酶光耦合催化系统转化CO_2研究进展

Integrated enzyme-photocatalysis system for carbon dioxide conversion

地球上的能量主要来源于太阳光辐射,绿色植物及微生物通过光合作用吸收光能,经过光电催化过程和多酶催化过程,将CO_2转化为碳水化合物.基于仿生思想,模拟光合作用中酶光协同催化过程,构建酶光耦合系统,利用酶催化过程进行CO_2转化,利用光催化过程提供能量及电子,协调优化酶催化和光催化过程,实现CO_2高效绿色转化,可有效调节因化石燃料过度使用引起的碳循环失衡.酶光耦合催化系统构建过程简便,催化产物种类可控,为生物催化在化工、能源、环境等领域的应用提供了范例.本文从单酶催化和多酶催化角度分别介绍了两类酶催化系统转化CO_2的研究现状,从电子传递角度介绍了辅酶依赖型和辅酶非依赖型酶光耦合催化系统的研究进展.最后,对本领域发展现状和趋势进行了简要总结和展望.

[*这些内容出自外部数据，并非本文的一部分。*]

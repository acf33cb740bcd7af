//! Root form.

use std::sync::Arc;

use log::{debug, info, warn};
use nestform_model::{ModelClass, Record, Schema, Value, ValueMap};
use uuid::Uuid;

use crate::composite::{Composite, NestedModel, NestedOptions};
use crate::config::FormConfig;
use crate::error::ConfigurationError;
use crate::event::{Channel, ErrorMap, FormEvent, Signal, SubscriptionId};
use crate::field::{Field, FieldOptions};
use crate::view::View;

const TEMPLATE: &str = "form";

/// Outcome of [`Form::submit`].
#[derive(Debug, Clone, PartialEq)]
pub enum Submission {
    /// No error was outstanding; carries the aggregated value.
    Valid(Value),
    /// Outstanding errors, keyed by qualified name.
    Invalid(ErrorMap),
}

impl Submission {
    pub fn is_valid(&self) -> bool {
        matches!(self, Submission::Valid(_))
    }
}

/// A nested model with no parent, a submit/reset lifecycle and subscribers.
///
/// # Example
///
/// ```
/// use nestform::config::FormConfig;
/// use nestform::form::Form;
/// use nestform::model::{AttributeSchema, FieldType, Schema, Value};
/// use nestform::view::MemoryView;
///
/// let schema = Schema::new()
///     .with(AttributeSchema::new("name", FieldType::Text).required())
///     .with(AttributeSchema::new("age", FieldType::Number));
/// let mut form = Form::for_schema(schema, &FormConfig::default()).unwrap();
///
/// let mut view = MemoryView::new().with_text("name", "Ann").with_text("age", "12");
/// let submission = form.submit(&mut view);
/// assert!(submission.is_valid());
/// assert_eq!(form.values().get("age"), Some(&Value::Float(12.0)));
/// ```
#[derive(Debug)]
pub struct Form {
    model: NestedModel,
    submit_enabled: bool,
    events: Channel<FormEvent>,
}

impl Form {
    /// Build a form.
    ///
    /// Without explicit `id`/`label` options, identity comes from a record
    /// given as initial data: a persisted record yields `id_prefix + id` and
    /// `"<VerboseName> <id>"`, a new one a fresh id and `"New <verbose name>"`.
    /// Anything else gets a fresh id and an empty label.
    pub fn new(
        mut options: FieldOptions,
        nested: NestedOptions,
        config: &FormConfig,
    ) -> Result<Self, ConfigurationError> {
        let (id, label) = match &options.initial_data {
            Some(Value::Record(record)) => identity(record, &config.id_prefix),
            _ => (fresh_id(&config.id_prefix), String::new()),
        };
        options.id = options.id.or(Some(id));
        options.label = options.label.or(Some(label));
        options.template = options.template.or_else(|| Some(TEMPLATE.to_string()));

        let nested = NestedOptions {
            field_region: config.field_region.clone(),
            ..nested
        };
        let model = NestedModel::new(options, nested, &config.validators)?;

        info!(
            "[form] built '{}' with {} field(s)",
            model.composite().id(),
            model.composite().len()
        );
        Ok(Self {
            model,
            submit_enabled: true,
            events: Channel::new(),
        })
    }

    /// A form over a raw schema.
    pub fn for_schema(schema: Schema, config: &FormConfig) -> Result<Self, ConfigurationError> {
        Self::new(FieldOptions::default(), NestedOptions::default().schema(schema), config)
    }

    /// A form editing an existing record.
    pub fn for_record(record: Record, config: &FormConfig) -> Result<Self, ConfigurationError> {
        Self::new(FieldOptions::default().initial(record), NestedOptions::default(), config)
    }

    /// A form creating a new instance of `class` seeded with `data`.
    pub fn for_model(
        class: Arc<ModelClass>,
        data: ValueMap,
        config: &FormConfig,
    ) -> Result<Self, ConfigurationError> {
        Self::new(
            FieldOptions::default().initial(data),
            NestedOptions::default().model(class),
            config,
        )
    }

    // =========================================================================
    // Accessors
    // =========================================================================

    pub fn id(&self) -> &str {
        self.model.composite().id()
    }

    pub fn label(&self) -> &str {
        self.model.composite().title()
    }

    pub fn model(&self) -> &NestedModel {
        &self.model
    }

    fn composite(&self) -> &Composite {
        self.model.composite()
    }

    /// Values collected so far, keyed by local key.
    pub fn values(&self) -> &ValueMap {
        self.composite().values()
    }

    /// Outstanding errors, keyed by qualified name.
    pub fn errors(&self) -> &ErrorMap {
        self.composite().errors()
    }

    pub fn is_valid(&self) -> bool {
        self.composite().is_valid()
    }

    pub fn submit_enabled(&self) -> bool {
        self.submit_enabled
    }

    /// A descendant field by qualified name.
    pub fn field(&self, name: &str) -> Option<&Field> {
        self.composite().find(name)
    }

    pub fn field_mut(&mut self, name: &str) -> Option<&mut Field> {
        self.model.composite_mut().find_mut(name)
    }

    // =========================================================================
    // Subscribers
    // =========================================================================

    pub fn subscribe<F>(&mut self, handler: F) -> SubscriptionId
    where
        F: FnMut(&FormEvent) + 'static,
    {
        self.events.subscribe(handler)
    }

    pub fn unsubscribe(&mut self, id: SubscriptionId) -> bool {
        self.events.unsubscribe(id)
    }

    // =========================================================================
    // Lifecycle
    // =========================================================================

    /// Attach the form and every descendant to the display.
    pub fn mount(&self, view: &mut dyn View) {
        self.model.mount("", "", view);
        view.set_submit_enabled(self.id(), self.submit_enabled);
    }

    /// Validate every field.
    ///
    /// Returns the form's own signals; each is also published as
    /// [`FormEvent::Valid`].
    pub fn validate(&mut self, view: &mut dyn View) -> Vec<Signal> {
        let signals = self.model.validate(view);
        self.settle(signals, view)
    }

    /// Validate a single field by qualified name, as when a control loses
    /// focus.
    ///
    /// Returns `false` when the form has no such field.
    pub fn validate_field(&mut self, name: &str, view: &mut dyn View) -> bool {
        let Some(signals) = self.model.validate_field(name, view) else {
            warn!("[form] '{}' has no field '{}'", self.id(), name);
            return false;
        };
        self.settle(signals, view);
        true
    }

    fn settle(&mut self, signals: Vec<Signal>, view: &mut dyn View) -> Vec<Signal> {
        self.set_submit_enabled(self.is_valid(), view);
        for signal in &signals {
            self.events.publish(&FormEvent::Valid(signal.clone()));
        }
        signals
    }

    fn set_submit_enabled(&mut self, enabled: bool, view: &mut dyn View) {
        if self.submit_enabled != enabled {
            debug!("[form] '{}' submit enabled: {}", self.id(), enabled);
        }
        self.submit_enabled = enabled;
        view.set_submit_enabled(self.model.composite().id(), enabled);
    }

    /// Validate everything, then publish and return the outcome.
    pub fn submit(&mut self, view: &mut dyn View) -> Submission {
        self.validate(view);

        let submission = if self.is_valid() {
            Submission::Valid(self.model.post_process_data())
        } else {
            Submission::Invalid(self.errors().clone())
        };
        info!(
            "[form] '{}' submitted, valid: {}",
            self.id(),
            submission.is_valid()
        );

        let event = match &submission {
            Submission::Valid(value) => FormEvent::SubmitValid(value.clone()),
            Submission::Invalid(errors) => FormEvent::SubmitInvalid(errors.clone()),
        };
        self.events.publish(&event);
        submission
    }

    /// Clear displayed errors, re-enable submit and discard collected values.
    ///
    /// Outstanding errors are kept; the next validation pass settles them.
    pub fn reset(&mut self, view: &mut dyn View) {
        self.model.clear_validation_errors(view);
        self.set_submit_enabled(true, view);
        self.model.composite_mut().discard_values();
    }
}

fn fresh_id(prefix: &str) -> String {
    format!("{}{}", prefix, Uuid::new_v4().simple())
}

fn identity(record: &Record, prefix: &str) -> (String, String) {
    match record.id() {
        Some(id) => (
            format!("{prefix}{id}"),
            format!("{} {}", record.verbose_name(), id),
        ),
        None => (
            fresh_id(prefix),
            format!("New {}", record.verbose_name().to_lowercase()),
        ),
    }
}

As is well known,solar radiation is the primary energy source on the earth.Green plants/microorganisms have evolved efficient photosystems to convert CO2 into carbohydrates through accurately regulating the photosynthesis process,i.e.,the photoelectrocatalytic process and multienzyme catalytic process.Inspired by photosynthesis,integrated enzyme-photocatalysis systems are constructed to convert CO2 for balancing the carbon cycle,which is negatively influenced by the excessive burning of fossil fuels.From technological viewpoint,the biggest merit of this system should be that the incorporation of photocatalysis could offer electrons and energy to the enzyme catalysis,thus ensuring the efficient and sustainable conversion of CO2.The facile construction process and controllable product diversity confer the enzyme-photocatalysis system with promising potentials in the fields of chemical engineering,energy and environment.In this review,we first provide the state-of-the-art routes for the catalytic conversion of CO2 by single-enzyme systems and multi-enzyme systems.Then,we introduce the cofactor-dependent enzyme-photocatalysis system and cofactor-independent enzyme-photocatalysis system based on the difference in electron transfer routes.Finally,the current development and future perspective of the enzyme-photocatalysis system for the conversion of CO2are summarized.